▶ **TO DO**:
Where a line holds the word "JZERO", copy it from the records.

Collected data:

——————

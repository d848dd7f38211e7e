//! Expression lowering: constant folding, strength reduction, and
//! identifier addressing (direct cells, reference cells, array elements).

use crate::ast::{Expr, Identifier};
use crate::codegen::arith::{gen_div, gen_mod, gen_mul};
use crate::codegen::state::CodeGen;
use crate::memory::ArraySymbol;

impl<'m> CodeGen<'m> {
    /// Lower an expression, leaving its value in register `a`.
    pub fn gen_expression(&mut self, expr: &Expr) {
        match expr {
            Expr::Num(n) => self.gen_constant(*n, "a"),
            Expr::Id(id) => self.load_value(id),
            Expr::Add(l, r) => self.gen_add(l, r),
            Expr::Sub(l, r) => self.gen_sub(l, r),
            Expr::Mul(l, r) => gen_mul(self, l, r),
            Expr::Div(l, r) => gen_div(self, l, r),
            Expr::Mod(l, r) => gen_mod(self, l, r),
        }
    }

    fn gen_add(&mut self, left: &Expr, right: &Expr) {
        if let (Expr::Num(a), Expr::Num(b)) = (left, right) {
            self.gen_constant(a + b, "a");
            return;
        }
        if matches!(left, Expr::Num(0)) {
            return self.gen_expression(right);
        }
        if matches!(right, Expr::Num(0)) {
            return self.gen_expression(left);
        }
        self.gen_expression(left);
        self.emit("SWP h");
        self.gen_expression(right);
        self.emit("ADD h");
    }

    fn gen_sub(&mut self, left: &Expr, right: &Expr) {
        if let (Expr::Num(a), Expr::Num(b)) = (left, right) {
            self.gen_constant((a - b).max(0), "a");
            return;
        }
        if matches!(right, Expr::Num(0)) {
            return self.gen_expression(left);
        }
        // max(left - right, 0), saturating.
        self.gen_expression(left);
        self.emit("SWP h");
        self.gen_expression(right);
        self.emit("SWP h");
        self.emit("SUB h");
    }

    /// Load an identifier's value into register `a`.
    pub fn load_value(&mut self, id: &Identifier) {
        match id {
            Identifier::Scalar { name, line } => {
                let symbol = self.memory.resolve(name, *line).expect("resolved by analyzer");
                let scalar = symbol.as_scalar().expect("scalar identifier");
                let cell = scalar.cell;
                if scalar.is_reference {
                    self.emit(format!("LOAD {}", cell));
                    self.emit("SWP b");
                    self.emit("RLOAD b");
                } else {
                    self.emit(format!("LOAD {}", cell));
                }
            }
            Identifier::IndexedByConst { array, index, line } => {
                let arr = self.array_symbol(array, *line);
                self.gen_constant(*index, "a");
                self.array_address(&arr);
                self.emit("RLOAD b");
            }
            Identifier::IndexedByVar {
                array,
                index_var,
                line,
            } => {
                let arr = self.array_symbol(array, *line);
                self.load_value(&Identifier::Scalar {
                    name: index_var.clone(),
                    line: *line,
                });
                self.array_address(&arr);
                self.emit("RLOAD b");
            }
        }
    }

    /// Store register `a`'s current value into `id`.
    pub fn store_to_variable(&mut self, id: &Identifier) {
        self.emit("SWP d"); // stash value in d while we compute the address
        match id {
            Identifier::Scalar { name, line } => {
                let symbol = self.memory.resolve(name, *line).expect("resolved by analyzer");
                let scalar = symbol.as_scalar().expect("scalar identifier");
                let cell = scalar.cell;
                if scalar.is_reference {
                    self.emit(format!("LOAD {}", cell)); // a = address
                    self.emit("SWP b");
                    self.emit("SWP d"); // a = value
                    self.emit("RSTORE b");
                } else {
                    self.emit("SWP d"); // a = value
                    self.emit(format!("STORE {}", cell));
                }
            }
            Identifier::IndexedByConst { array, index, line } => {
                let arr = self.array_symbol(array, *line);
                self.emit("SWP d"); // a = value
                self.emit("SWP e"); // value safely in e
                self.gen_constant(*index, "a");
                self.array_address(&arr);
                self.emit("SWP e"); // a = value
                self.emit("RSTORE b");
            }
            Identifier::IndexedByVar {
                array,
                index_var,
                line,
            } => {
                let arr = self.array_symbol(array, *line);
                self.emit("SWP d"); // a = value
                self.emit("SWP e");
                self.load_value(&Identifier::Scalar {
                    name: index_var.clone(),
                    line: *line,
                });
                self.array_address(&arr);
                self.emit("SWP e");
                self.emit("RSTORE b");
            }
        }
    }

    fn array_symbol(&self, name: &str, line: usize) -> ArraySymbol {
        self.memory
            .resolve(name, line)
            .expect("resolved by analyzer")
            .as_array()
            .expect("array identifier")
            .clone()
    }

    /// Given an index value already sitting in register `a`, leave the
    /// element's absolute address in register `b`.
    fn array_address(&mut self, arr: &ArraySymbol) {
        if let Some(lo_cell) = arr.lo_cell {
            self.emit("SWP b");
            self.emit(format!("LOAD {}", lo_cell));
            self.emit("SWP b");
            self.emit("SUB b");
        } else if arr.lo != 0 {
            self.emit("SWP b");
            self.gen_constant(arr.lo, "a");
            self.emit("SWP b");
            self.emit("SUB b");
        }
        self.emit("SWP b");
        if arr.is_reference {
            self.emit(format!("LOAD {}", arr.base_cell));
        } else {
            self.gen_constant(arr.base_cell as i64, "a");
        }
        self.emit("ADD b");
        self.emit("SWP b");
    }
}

——————

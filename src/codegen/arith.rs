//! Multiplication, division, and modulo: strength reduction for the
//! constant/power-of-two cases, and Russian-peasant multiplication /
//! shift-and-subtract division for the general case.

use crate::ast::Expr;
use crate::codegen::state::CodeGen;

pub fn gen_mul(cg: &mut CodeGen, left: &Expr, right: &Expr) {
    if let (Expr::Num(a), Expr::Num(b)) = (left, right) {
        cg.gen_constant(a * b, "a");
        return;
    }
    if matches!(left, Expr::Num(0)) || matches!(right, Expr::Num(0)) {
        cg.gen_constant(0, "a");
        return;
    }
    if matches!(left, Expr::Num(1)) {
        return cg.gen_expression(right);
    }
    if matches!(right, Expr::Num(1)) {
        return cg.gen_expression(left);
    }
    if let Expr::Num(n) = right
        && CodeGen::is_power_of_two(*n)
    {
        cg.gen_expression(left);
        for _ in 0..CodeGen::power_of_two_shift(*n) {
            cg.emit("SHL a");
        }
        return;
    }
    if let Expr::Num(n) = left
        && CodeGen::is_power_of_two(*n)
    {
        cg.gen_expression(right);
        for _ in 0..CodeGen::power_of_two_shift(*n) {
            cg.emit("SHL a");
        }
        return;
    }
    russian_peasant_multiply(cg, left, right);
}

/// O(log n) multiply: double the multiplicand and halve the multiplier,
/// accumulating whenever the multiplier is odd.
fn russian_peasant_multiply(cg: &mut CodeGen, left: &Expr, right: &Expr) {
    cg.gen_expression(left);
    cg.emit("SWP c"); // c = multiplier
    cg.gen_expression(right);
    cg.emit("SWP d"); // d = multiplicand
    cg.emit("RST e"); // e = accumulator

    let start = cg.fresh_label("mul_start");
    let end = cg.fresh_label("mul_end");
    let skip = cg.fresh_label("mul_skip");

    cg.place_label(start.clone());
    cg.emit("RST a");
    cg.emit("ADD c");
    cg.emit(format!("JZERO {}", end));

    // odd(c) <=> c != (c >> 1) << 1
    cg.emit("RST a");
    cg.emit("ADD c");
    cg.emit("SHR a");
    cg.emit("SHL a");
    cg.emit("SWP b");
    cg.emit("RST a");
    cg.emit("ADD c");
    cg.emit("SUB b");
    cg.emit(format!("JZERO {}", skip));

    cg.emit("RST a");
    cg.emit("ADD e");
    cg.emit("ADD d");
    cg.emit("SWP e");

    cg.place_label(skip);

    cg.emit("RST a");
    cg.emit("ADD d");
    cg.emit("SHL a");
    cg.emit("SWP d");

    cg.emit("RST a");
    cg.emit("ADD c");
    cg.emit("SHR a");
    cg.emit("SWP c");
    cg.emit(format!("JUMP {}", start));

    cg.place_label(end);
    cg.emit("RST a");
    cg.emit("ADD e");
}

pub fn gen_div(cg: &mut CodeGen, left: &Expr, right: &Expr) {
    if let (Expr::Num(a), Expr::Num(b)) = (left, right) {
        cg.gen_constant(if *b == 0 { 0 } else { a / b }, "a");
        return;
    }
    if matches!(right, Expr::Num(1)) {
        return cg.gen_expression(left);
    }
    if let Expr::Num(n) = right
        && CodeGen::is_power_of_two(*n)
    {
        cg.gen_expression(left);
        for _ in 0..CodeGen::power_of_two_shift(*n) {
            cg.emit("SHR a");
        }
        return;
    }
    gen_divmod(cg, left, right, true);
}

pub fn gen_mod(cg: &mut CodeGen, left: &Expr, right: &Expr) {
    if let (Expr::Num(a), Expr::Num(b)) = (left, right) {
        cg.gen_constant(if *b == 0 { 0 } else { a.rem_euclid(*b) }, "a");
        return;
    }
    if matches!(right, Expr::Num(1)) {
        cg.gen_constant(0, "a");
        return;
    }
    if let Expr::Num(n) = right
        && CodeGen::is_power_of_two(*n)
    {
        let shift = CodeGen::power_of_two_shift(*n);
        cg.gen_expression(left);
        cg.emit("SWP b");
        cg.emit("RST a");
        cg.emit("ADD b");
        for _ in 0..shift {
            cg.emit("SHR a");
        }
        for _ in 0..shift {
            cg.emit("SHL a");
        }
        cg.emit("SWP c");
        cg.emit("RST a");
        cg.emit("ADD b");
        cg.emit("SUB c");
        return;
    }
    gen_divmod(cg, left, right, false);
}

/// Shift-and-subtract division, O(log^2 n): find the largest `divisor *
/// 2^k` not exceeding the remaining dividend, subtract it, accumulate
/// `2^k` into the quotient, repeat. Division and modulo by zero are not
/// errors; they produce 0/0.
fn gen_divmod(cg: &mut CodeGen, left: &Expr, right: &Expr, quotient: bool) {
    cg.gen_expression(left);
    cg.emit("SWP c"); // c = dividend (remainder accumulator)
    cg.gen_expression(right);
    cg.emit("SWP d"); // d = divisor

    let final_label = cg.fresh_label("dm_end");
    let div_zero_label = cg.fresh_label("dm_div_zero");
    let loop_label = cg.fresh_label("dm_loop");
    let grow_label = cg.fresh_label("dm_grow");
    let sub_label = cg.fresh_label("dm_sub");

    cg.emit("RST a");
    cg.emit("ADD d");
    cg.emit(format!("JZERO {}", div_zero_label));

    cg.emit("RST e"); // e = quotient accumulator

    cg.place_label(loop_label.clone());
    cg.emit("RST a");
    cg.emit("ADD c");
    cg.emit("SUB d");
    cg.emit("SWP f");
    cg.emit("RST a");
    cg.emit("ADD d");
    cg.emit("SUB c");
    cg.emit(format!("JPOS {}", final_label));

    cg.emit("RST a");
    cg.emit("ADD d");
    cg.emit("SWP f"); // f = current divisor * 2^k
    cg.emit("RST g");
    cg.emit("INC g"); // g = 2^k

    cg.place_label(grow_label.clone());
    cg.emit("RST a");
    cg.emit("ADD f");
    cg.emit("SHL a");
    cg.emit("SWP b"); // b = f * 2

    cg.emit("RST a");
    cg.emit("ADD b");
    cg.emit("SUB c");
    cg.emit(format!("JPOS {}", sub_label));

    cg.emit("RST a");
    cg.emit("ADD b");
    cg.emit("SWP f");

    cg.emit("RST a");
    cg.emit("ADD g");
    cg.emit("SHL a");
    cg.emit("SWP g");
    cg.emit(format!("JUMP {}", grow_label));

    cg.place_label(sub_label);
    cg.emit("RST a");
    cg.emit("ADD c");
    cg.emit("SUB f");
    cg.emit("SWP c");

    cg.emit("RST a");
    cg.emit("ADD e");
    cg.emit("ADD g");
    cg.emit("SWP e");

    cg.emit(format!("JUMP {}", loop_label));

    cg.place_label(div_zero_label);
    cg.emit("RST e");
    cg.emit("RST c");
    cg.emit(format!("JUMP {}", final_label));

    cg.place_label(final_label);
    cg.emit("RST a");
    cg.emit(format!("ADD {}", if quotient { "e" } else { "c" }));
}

——————

▶ **FINISHED EXERCISE**:
    cg.emit(format!("JZERO {}", end));
    cg.emit(format!("JZERO {}", skip));
    cg.emit(format!("JZERO {}", div_zero_label));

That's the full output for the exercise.